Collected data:
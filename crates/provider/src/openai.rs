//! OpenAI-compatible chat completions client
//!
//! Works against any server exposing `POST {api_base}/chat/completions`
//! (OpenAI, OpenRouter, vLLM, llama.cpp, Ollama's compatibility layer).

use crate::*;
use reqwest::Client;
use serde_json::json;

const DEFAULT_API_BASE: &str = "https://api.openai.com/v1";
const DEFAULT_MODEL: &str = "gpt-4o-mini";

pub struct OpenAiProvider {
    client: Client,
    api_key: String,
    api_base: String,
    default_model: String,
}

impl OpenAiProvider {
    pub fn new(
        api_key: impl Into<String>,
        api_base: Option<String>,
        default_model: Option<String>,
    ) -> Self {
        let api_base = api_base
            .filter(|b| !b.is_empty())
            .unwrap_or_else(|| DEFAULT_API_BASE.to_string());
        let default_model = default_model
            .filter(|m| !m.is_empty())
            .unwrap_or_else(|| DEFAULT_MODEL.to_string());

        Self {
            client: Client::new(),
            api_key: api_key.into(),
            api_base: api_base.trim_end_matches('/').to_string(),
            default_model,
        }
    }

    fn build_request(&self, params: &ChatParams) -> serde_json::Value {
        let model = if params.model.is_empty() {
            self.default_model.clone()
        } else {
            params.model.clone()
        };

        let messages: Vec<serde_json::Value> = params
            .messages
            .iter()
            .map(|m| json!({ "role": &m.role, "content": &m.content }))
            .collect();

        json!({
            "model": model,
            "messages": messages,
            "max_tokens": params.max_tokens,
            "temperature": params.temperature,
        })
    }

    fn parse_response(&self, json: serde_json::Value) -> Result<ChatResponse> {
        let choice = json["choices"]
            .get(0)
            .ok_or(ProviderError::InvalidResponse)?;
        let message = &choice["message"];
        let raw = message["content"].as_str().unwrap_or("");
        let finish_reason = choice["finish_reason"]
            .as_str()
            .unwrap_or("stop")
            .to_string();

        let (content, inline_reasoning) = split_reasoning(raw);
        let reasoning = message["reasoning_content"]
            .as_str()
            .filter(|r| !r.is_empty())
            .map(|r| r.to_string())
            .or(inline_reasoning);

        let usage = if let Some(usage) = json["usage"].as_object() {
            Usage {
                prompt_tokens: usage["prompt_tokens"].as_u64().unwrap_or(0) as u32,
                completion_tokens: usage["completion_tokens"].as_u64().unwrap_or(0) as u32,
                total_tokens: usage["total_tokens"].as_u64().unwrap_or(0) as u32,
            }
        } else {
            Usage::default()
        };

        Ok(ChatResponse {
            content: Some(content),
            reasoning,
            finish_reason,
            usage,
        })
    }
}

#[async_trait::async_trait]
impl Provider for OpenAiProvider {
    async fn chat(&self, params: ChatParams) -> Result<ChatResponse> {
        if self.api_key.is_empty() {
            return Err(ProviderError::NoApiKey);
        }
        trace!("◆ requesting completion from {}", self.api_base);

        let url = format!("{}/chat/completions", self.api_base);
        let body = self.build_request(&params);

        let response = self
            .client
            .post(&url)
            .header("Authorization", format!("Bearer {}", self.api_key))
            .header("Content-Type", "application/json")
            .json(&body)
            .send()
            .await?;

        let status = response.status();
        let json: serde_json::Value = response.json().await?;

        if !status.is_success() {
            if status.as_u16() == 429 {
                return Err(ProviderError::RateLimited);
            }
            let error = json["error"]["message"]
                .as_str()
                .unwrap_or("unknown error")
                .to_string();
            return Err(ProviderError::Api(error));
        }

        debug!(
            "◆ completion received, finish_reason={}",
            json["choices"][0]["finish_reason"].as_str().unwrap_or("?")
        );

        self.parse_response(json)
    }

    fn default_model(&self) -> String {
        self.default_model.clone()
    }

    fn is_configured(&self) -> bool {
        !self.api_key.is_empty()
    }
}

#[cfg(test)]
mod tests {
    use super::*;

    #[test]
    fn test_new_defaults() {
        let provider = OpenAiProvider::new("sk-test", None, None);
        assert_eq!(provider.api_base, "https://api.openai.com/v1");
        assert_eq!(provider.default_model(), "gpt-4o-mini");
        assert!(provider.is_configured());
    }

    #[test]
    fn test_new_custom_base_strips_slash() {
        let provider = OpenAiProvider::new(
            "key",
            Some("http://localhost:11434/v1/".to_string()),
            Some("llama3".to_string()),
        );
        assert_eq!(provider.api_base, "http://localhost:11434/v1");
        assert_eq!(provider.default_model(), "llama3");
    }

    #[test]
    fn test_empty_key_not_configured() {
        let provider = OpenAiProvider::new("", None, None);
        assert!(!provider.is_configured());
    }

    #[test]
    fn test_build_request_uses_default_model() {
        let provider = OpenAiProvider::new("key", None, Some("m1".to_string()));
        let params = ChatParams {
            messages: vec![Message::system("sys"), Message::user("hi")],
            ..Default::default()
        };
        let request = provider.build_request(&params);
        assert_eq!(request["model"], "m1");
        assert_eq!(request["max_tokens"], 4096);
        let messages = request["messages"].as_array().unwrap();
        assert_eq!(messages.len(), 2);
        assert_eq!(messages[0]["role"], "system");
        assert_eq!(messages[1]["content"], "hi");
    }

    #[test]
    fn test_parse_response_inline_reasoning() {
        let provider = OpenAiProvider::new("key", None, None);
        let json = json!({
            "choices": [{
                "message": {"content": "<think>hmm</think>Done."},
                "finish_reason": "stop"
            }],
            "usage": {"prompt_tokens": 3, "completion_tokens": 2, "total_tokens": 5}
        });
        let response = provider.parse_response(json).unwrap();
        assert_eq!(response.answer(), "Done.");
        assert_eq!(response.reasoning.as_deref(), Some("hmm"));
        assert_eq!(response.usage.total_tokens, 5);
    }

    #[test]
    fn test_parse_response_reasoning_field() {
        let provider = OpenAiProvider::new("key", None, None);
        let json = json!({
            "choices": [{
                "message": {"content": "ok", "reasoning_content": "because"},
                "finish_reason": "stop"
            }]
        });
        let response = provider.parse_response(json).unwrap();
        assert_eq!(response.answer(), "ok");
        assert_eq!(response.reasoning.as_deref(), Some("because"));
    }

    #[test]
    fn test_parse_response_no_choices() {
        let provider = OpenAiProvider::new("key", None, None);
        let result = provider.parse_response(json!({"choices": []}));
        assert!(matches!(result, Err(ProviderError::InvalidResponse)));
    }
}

* **PROBLEM DETAILS**: The records above are to be reproduced exactly, with nothing left out.

* **EXERCISE ANSWER**:
filename crates/provider/src/openai.rs
//! OpenAI-compatible chat completions client
//!
//! Works against any server exposing `POST {api_base}/chat/completions`
//! (OpenAI, OpenRouter, vLLM, llama.cpp, Ollama's compatibility layer).

use crate::*;
use reqwest::Client;
use serde_json::json;

const DEFAULT_API_BASE: &str = "https://api.openai.com/v1";
const DEFAULT_MODEL: &str = "gpt-4o-mini";

pub struct OpenAiProvider {
    client: Client,
    api_key: String,
    api_base: String,
    default_model: String,
}

impl OpenAiProvider {
    pub fn new(
        api_key: impl Into<String>,
        api_base: Option<String>,
        default_model: Option<String>,
    ) -> Self {
        let api_base = api_base
            .filter(|b| !b.is_empty())
            .unwrap_or_else(|| DEFAULT_API_BASE.to_string());
        let default_model = default_model
            .filter(|m| !m.is_empty())
            .unwrap_or_else(|| DEFAULT_MODEL.to_string());

        Self {
            client: Client::new(),
            api_key: api_key.into(),
            api_base: api_base.trim_end_matches('/').to_string(),
            default_model,
        }
    }

    fn build_request(&self, params: &ChatParams) -> serde_json::Value {
        let model = if params.model.is_empty() {
            self.default_model.clone()
        } else {
            params.model.clone()
        };

        let messages: Vec<serde_json::Value> = params
            .messages
            .iter()
            .map(|m| json!({ "role": &m.role, "content": &m.content }))
            .collect();

        json!({
            "model": model,
            "messages": messages,
            "max_tokens": params.max_tokens,
            "temperature": params.temperature,
        })
    }

    fn parse_response(&self, json: serde_json::Value) -> Result<ChatResponse> {
        let choice = json["choices"]
            .get(0)
            .ok_or(ProviderError::InvalidResponse)?;
        let message = &choice["message"];
        let raw = message["content"].as_str().unwrap_or("");
        let finish_reason = choice["finish_reason"]
            .as_str()
            .unwrap_or("stop")
            .to_string();

        let (content, inline_reasoning) = split_reasoning(raw);
        let reasoning = message["reasoning_content"]
            .as_str()
            .filter(|r| !r.is_empty())
            .map(|r| r.to_string())
            .or(inline_reasoning);

        let usage = if let Some(usage) = json["usage"].as_object() {
            Usage {
                prompt_tokens: usage["prompt_tokens"].as_u64().unwrap_or(0) as u32,
                completion_tokens: usage["completion_tokens"].as_u64().unwrap_or(0) as u32,
                total_tokens: usage["total_tokens"].as_u64().unwrap_or(0) as u32,
            }
        } else {
            Usage::default()
        };

        Ok(ChatResponse {
            content: Some(content),
            reasoning,
            finish_reason,
            usage,
        })
    }
}

#[async_trait::async_trait]
impl Provider for OpenAiProvider {
    async fn chat(&self, params: ChatParams) -> Result<ChatResponse> {
        if self.api_key.is_empty() {
            return Err(ProviderError::NoApiKey);
        }
        trace!("◆ requesting completion from {}", self.api_base);

        let url = format!("{}/chat/completions", self.api_base);
        let body = self.build_request(&params);

        let response = self
            .client
            .post(&url)
            .header("Authorization", format!("Bearer {}", self.api_key))
            .header("Content-Type", "application/json")
            .json(&body)
            .send()
            .await?;

        let status = response.status();
        let json: serde_json::Value = response.json().await?;

        if !status.is_success() {
            if status.as_u16() == 429 {
                return Err(ProviderError::RateLimited);
            }
            let error = json["error"]["message"]
                .as_str()
                .unwrap_or("unknown error")
                .to_string();
            return Err(ProviderError::Api(error));
        }

        debug!(
            "◆ completion received, finish_reason={}",
            json["choices"][0]["finish_reason"].as_str().unwrap_or("?")
        );

        self.parse_response(json)
    }

    fn default_model(&self) -> String {
        self.default_model.clone()
    }

    fn is_configured(&self) -> bool {
        !self.api_key.is_empty()
    }
}

#[cfg(test)]
mod tests {
    use super::*;

    #[test]
    fn test_new_defaults() {
        let provider = OpenAiProvider::new("sk-test", None, None);
        assert_eq!(provider.api_base, "https://api.openai.com/v1");
        assert_eq!(provider.default_model(), "gpt-4o-mini");
        assert!(provider.is_configured());
    }

    #[test]
    fn test_new_custom_base_strips_slash() {
        let provider = OpenAiProvider::new(
            "key",
            Some("http://localhost:11434/v1/".to_string()),
            Some("llama3".to_string()),
        );
        assert_eq!(provider.api_base, "http://localhost:11434/v1");
        assert_eq!(provider.default_model(), "llama3");
    }

    #[test]
    fn test_empty_key_not_configured() {
        let provider = OpenAiProvider::new("", None, None);
        assert!(!provider.is_configured());
    }

    #[test]
    fn test_build_request_uses_default_model() {
        let provider = OpenAiProvider::new("key", None, Some("m1".to_string()));
        let params = ChatParams {
            messages: vec![Message::system("sys"), Message::user("hi")],
            ..Default::default()
        };
        let request = provider.build_request(&params);
        assert_eq!(request["model"], "m1");
        assert_eq!(request["max_tokens"], 4096);
        let messages = request["messages"].as_array().unwrap();
        assert_eq!(messages.len(), 2);
        assert_eq!(messages[0]["role"], "system");
        assert_eq!(messages[1]["content"], "hi");
    }

    #[test]
    fn test_parse_response_inline_reasoning() {
        let provider = OpenAiProvider::new("key", None, None);
        let json = json!({
            "choices": [{
                "message": {"content": "<think>hmm</think>Done."},
                "finish_reason": "stop"
            }],
            "usage": {"prompt_tokens": 3, "completion_tokens": 2, "total_tokens": 5}
        });
        let response = provider.parse_response(json).unwrap();
        assert_eq!(response.answer(), "Done.");
        assert_eq!(response.reasoning.as_deref(), Some("hmm"));
        assert_eq!(response.usage.total_tokens, 5);
    }

    #[test]
    fn test_parse_response_reasoning_field() {
        let provider = OpenAiProvider::new("key", None, None);
        let json = json!({
            "choices": [{
                "message": {"content": "ok", "reasoning_content": "because"},
                "finish_reason": "stop"
            }]
        });
        let response = provider.parse_response(json).unwrap();
        assert_eq!(response.answer(), "ok");
        assert_eq!(response.reasoning.as_deref(), Some("because"));
    }

    #[test]
    fn test_parse_response_no_choices() {
        let provider = OpenAiProvider::new("key", None, None);
        let result = provider.parse_response(json!({"choices": []}));
        assert!(matches!(result, Err(ProviderError::InvalidResponse)));
    }
}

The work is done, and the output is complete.